Enfin, non, il s'arrêtait juste à temps. D'un seul coup, la main
s'immobilisait, en l'air, arrêt sur image, le geste suspendu, il revenait sur
terre. Ensuite, il s'écroulait, grelottant comme un hybernatus. Il jurait, se
trainait à ses pieds comme un misérable. Et elle lui ouvrait les bras. Et ils
s'aimaient.
Je
me suis toujours demandé quel était ce déclic, cette prise de conscience qui
survenait tel un éclair au sommet de la crise de folie pour le foudroyer sur
place et l'empêcher d'achever son crime.
Le
lendemain, ma mère me berçait, me racontait des histoires, toujours le même
discours, il n'est pas méchant, au fond, papa.
Non,
pas méchant, tu me l'as déjà dit, maman. Au fond.
C'est
quoi, le fond ? Je me disais. Un jour, je lui ai posé la question. C'est ce
qu'on ne voit pas, elle a dit. L'intérieur du cœur. Les entrailles du moi, elle
a murmuré pour elle seule, le regard évaporé. Ça restait un mystère.
Je
savais qu'on serait tranquille pendant deux trois semaines. On se la coulait
douce. On se refusait rien. Cinoche, restos, balades tous les trois sur les
quais. Moi au milieu, glissé entre eux qui se bécotaient au-dessus de ma tête.
On aurait dit que ce bonheur était fait pour nous.
Ouais.
À te remuer les tripes quand il se mettait à chanter pour elle - elle adorait
Brel : "Oh mon amour, mon doux, mon tendre, mon merveilleux
amour...".
Jusqu'au
jour où tout recommençait : il y a un couplet qui le dit : " et chaque
meuble se souvient.... des éclats des vieilles tempêtes ".
Chez
nous aussi le mobilier dérouillait ! Parfois, c'était chouette, quand on
changeait de décor, de style.

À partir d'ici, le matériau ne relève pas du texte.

//! One-shot subcommands: batch processing, ping and settings.

use std::path::{Path, PathBuf};
use std::process::ExitCode;

use anyhow::{bail, Context, Result};
use veil_core::documents::{bundle_zip, DocumentExtractor, DEFAULT_ARCHIVE_NAME};
use veil_core::provider::{anthropic, gemini, openai};
use veil_core::{AppState, DocumentSource, JobQueue, JobStatus, ProviderConfig, Settings};

use crate::{Command, GlobalOptions, ProviderArgs, ProviderKind, ProviderOptions, SettingsAction};

pub(crate) async fn dispatch(command: Command, options: &GlobalOptions) -> Result<ExitCode> {
    let config = options.config();

    match command {
        Command::Process {
            paths,
            output,
            zip,
            provider,
        } => {
            config.ensure_dirs().context("Failed to create data directories")?;
            let settings = Settings::load(&config.settings_file);
            let provider = resolve_provider(&provider, &settings)?;
            let output_dir = output.unwrap_or_else(|| config.output_dir.clone());

            let (state, _events) = AppState::new(config, settings, &provider);
            let summary = process(&state.queue, &paths, &output_dir, zip).await;
            state.queue.shutdown();

            let summary = summary?;
            print_summary(&summary);
            Ok(if summary.failed.is_empty() {
                ExitCode::SUCCESS
            } else {
                ExitCode::FAILURE
            })
        }
        Command::Ping { provider } => {
            let settings = Settings::load(&config.settings_file);
            let provider = resolve_provider(&provider, &settings)?;
            let (state, _events) = AppState::new(config, settings, &provider);

            let result = state.ping().await;
            state.queue.shutdown();
            match result {
                Ok(()) => {
                    println!("online: {} ({})", provider.provider_type(), provider.model_id());
                    Ok(ExitCode::SUCCESS)
                }
                Err(e) => {
                    println!("error: {e}");
                    Ok(ExitCode::FAILURE)
                }
            }
        }
        Command::Settings { action } => {
            settings_command(&config.settings_file, action.unwrap_or(SettingsAction::Show))?;
            Ok(ExitCode::SUCCESS)
        }
        Command::Headless { .. } => bail!("headless mode runs its own runtime"),
    }
}

/// Provider for this run: saved settings (or environment), then CLI overrides.
pub fn resolve_provider(args: &ProviderArgs, settings: &Settings) -> Result<ProviderConfig> {
    let base = match args.provider {
        Some(kind) => {
            let saved = settings
                .provider
                .clone()
                .filter(|p| p.provider_type() == kind_name(kind));
            match saved {
                Some(saved) => saved,
                None => provider_for(kind, &args.options)?,
            }
        }
        None => match settings.resolve_provider() {
            Some(provider) => provider,
            None => bail!(
                "No rewriting provider configured. Set GEMINI_API_KEY, ANTHROPIC_API_KEY \
                 or OPENAI_API_KEY, run `veil settings set-provider`, or pass \
                 --provider echo for a dry run"
            ),
        },
    };
    Ok(apply_overrides(base, &args.options))
}

/// Fresh provider config of `kind`, with the API key from the options or the
/// provider's environment variable.
fn provider_for(kind: ProviderKind, options: &ProviderOptions) -> Result<ProviderConfig> {
    let env_key = |names: &[&str]| {
        names
            .iter()
            .find_map(|name| std::env::var(name).ok().filter(|v| !v.trim().is_empty()))
    };
    let api_key = |names: &[&str]| {
        options
            .api_key
            .clone()
            .or_else(|| env_key(names))
            .with_context(|| {
                format!(
                    "No API key for {}: pass --api-key or set {}",
                    kind_name(kind),
                    names.join(" or ")
                )
            })
    };

    let provider = match kind {
        ProviderKind::Gemini => ProviderConfig::Gemini {
            api_key: api_key(&["GEMINI_API_KEY", "API_KEY"])?,
            model: gemini::DEFAULT_MODEL.to_string(),
            base_url: None,
        },
        ProviderKind::Anthropic => ProviderConfig::Anthropic {
            api_key: api_key(&["ANTHROPIC_API_KEY"])?,
            model: anthropic::DEFAULT_MODEL.to_string(),
            base_url: None,
        },
        ProviderKind::OpenAI => ProviderConfig::OpenAI {
            api_key: api_key(&["OPENAI_API_KEY"])?,
            model: openai::DEFAULT_MODEL.to_string(),
            base_url: None,
        },
        ProviderKind::Echo => ProviderConfig::Echo,
    };
    Ok(apply_overrides(provider, options))
}

fn apply_overrides(provider: ProviderConfig, options: &ProviderOptions) -> ProviderConfig {
    match provider {
        ProviderConfig::Gemini {
            api_key,
            model,
            base_url,
        } => ProviderConfig::Gemini {
            api_key: options.api_key.clone().unwrap_or(api_key),
            model: options.model.clone().unwrap_or(model),
            base_url: options.base_url.clone().or(base_url),
        },
        ProviderConfig::Anthropic {
            api_key,
            model,
            base_url,
        } => ProviderConfig::Anthropic {
            api_key: options.api_key.clone().unwrap_or(api_key),
            model: options.model.clone().unwrap_or(model),
            base_url: options.base_url.clone().or(base_url),
        },
        ProviderConfig::OpenAI {
            api_key,
            model,
            base_url,
        } => ProviderConfig::OpenAI {
            api_key: options.api_key.clone().unwrap_or(api_key),
            model: options.model.clone().unwrap_or(model),
            base_url: options.base_url.clone().or(base_url),
        },
        ProviderConfig::Echo => ProviderConfig::Echo,
    }
}

fn kind_name(kind: ProviderKind) -> &'static str {
    match kind {
        ProviderKind::Gemini => "gemini",
        ProviderKind::Anthropic => "anthropic",
        ProviderKind::OpenAI => "openai",
        ProviderKind::Echo => "echo",
    }
}

/// Expand the given paths into supported document files.
///
/// Directories contribute their supported files (not recursive), sorted by
/// name. Files named explicitly must exist and have a supported extension.
pub fn collect_inputs(paths: &[PathBuf]) -> Result<Vec<PathBuf>> {
    let mut files = Vec::new();

    for path in paths {
        if path.is_dir() {
            let mut found: Vec<PathBuf> = std::fs::read_dir(path)
                .with_context(|| format!("Failed to read directory {}", path.display()))?
                .filter_map(|entry| entry.ok().map(|e| e.path()))
                .filter(|p| p.is_file() && DocumentExtractor::supports(p))
                .collect();
            found.sort();
            if found.is_empty() {
                tracing::warn!(dir = %path.display(), "No supported documents in directory");
            }
            files.extend(found);
        } else if !path.exists() {
            bail!("No such file: {}", path.display());
        } else if !DocumentExtractor::supports(path) {
            bail!(
                "Unsupported document type: {} (expected one of: {})",
                path.display(),
                DocumentExtractor::SUPPORTED.join(", ")
            );
        } else {
            files.push(path.clone());
        }
    }

    Ok(files)
}

/// Outcome of a batch run
#[derive(Debug, Default)]
pub struct ProcessSummary {
    /// Files written, one per document or a single archive
    pub written: Vec<PathBuf>,
    pub completed: usize,
    /// `(document name, error)` for every failed document
    pub failed: Vec<(String, String)>,
}

/// Queue every input, run the queue dry, and write the results.
pub async fn process(
    queue: &JobQueue,
    paths: &[PathBuf],
    output_dir: &Path,
    zip: bool,
) -> Result<ProcessSummary> {
    let files = collect_inputs(paths)?;
    if files.is_empty() {
        bail!("No documents to process");
    }

    let sources = files
        .iter()
        .map(|path| DocumentSource::read(path))
        .collect::<Result<Vec<_>>>()?;
    queue.enqueue(sources).await?;

    tracing::info!(documents = files.len(), "Processing documents");
    queue.start().await;
    queue.wait_idle().await;

    let mut summary = ProcessSummary::default();
    for job in queue.jobs().await {
        match job.status {
            JobStatus::Completed => summary.completed += 1,
            _ => summary.failed.push((
                job.name.clone(),
                job.error.unwrap_or_else(|| format!("not processed ({})", job.status)),
            )),
        }
    }

    let outputs = queue.completed_outputs().await;
    if outputs.is_empty() {
        return Ok(summary);
    }

    std::fs::create_dir_all(output_dir)
        .with_context(|| format!("Failed to create {}", output_dir.display()))?;

    if zip {
        let path = output_dir.join(DEFAULT_ARCHIVE_NAME);
        let archive = bundle_zip(outputs.iter().map(|(name, bytes)| (name, bytes.as_slice())))?;
        std::fs::write(&path, archive)
            .with_context(|| format!("Failed to write {}", path.display()))?;
        summary.written.push(path);
    } else {
        summary.written = save_outputs(&outputs, output_dir)?;
    }

    Ok(summary)
}

/// Write each `(file name, bytes)` pair into `dir`.
pub fn save_outputs(
    outputs: &[(String, std::sync::Arc<Vec<u8>>)],
    dir: &Path,
) -> Result<Vec<PathBuf>> {
    std::fs::create_dir_all(dir).with_context(|| format!("Failed to create {}", dir.display()))?;
    outputs
        .iter()
        .map(|(name, bytes)| {
            let path = dir.join(name);
            std::fs::write(&path, bytes.as_slice())
                .with_context(|| format!("Failed to write {}", path.display()))?;
            Ok(path)
        })
        .collect()
}

fn print_summary(summary: &ProcessSummary) {
    for path in &summary.written {
        println!("wrote {}", path.display());
    }
    for (name, error) in &summary.failed {
        println!("failed {name}: {error}");
    }
    println!(
        "{} completed, {} failed",
        summary.completed,
        summary.failed.len()
    );
}

fn settings_command(path: &Path, action: SettingsAction) -> Result<()> {
    let mut settings = Settings::load(path);

    match action {
        SettingsAction::Show => {
            println!("{}", serde_json::to_string_pretty(&masked(&settings)?)?);
            return Ok(());
        }
        SettingsAction::Path => {
            println!("{}", path.display());
            return Ok(());
        }
        SettingsAction::SetProvider { kind, options } => {
            settings.provider = Some(provider_for(kind, &options)?);
        }
        SettingsAction::SetQueue {
            capacity,
            job_delay_ms,
        } => {
            if let Some(capacity) = capacity {
                settings.queue.capacity = capacity;
            }
            if let Some(delay) = job_delay_ms {
                settings.queue.job_delay_ms = delay;
            }
        }
        SettingsAction::Reset => settings = Settings::default(),
    }

    settings.save(path)?;
    tracing::info!(path = %path.display(), "Settings saved");
    Ok(())
}

/// Settings as JSON with the API key replaced.
fn masked(settings: &Settings) -> Result<serde_json::Value> {
    let mut value = serde_json::to_value(settings).context("Failed to serialize settings")?;
    if let Some(key) = value.pointer_mut("/provider/api_key") {
        *key = serde_json::Value::String("***".to_string());
    }
    Ok(value)
}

Et d'ambiance... Je te le fais pas dire ! Quand
la musique s'arrêtait.
Tout
repartait de zéro. Le cycle infernal. Lunatique.
Plus
tard, en grandissant, ça me travaillait toujours cette obsession de la lune, et
du fameux "fond", j'ai cherché. J'ai trouvé une explication qui
faisait un lien entre les deux, éclairant un peu le discours de ma mère, la
lune noire serait le symbole de l'invisible de nos vies, le côté obscur de nos
âmes, ce que nous refoulons dans notre inconscient.
Je
crois qu'ils étaient plusieurs dans les entrailles du moi de mon père.
Cela
aurait pu durer des années. Ma mère avait du talent pour restaurer le bonheur après
la tempête. C'était comme s'il ne s'était jamais rien passé. Comme si elle
n'avait pas mal. Ni peur. Elle endurait. Sans rien dire. Ni porter plainte. Tu
parles, elle l'adorait. Pas question d'aller baver à la police. Stoïque.
Même
les toubibs n'y voyaient que du feu quand elle se faisait soigner, elle les
embobinait avec des histoires de chutes dans l'escalier, ou autres inventions,
et elle changeait sans cesse de médecin. Il fallait bien quand même qu'elle se
fasse réparer. Les bras cassés... Les dents pétées...
Mais
elle n'était pas invulnérable, sa résistance s'amenuisait doucement, sans faire
de bruit. Le fil de plus en plus ténu qui la reliait à lui, à nous, qui la
maintenait en vie s'est rompu. Elle est allée se noyer dans la Seine.
Tu
sais pourquoi elle a fait ça ? Ou plutôt pour qui ? Pour lui. Pour qu'il ne
devienne pas un criminel. Pour l'empêcher de la tuer. Elle a pris les devants. C'est
pas une preuve d'amour ? Ça t'en bouche
un coin, hein ? Héroïque, non ?
Mais
lui aussi n'en pouvait plus de se supporter et de supporter la vie. Sans elle. "Oh
mon amour..."
Il
a réglé la question d'un coup de fusil. Et je me suis retrouvé orphelin.
Ils
m'ont oublié, dans l'affaire. Ils m'ont juste oublié. Et pourtant ils m'aimaient.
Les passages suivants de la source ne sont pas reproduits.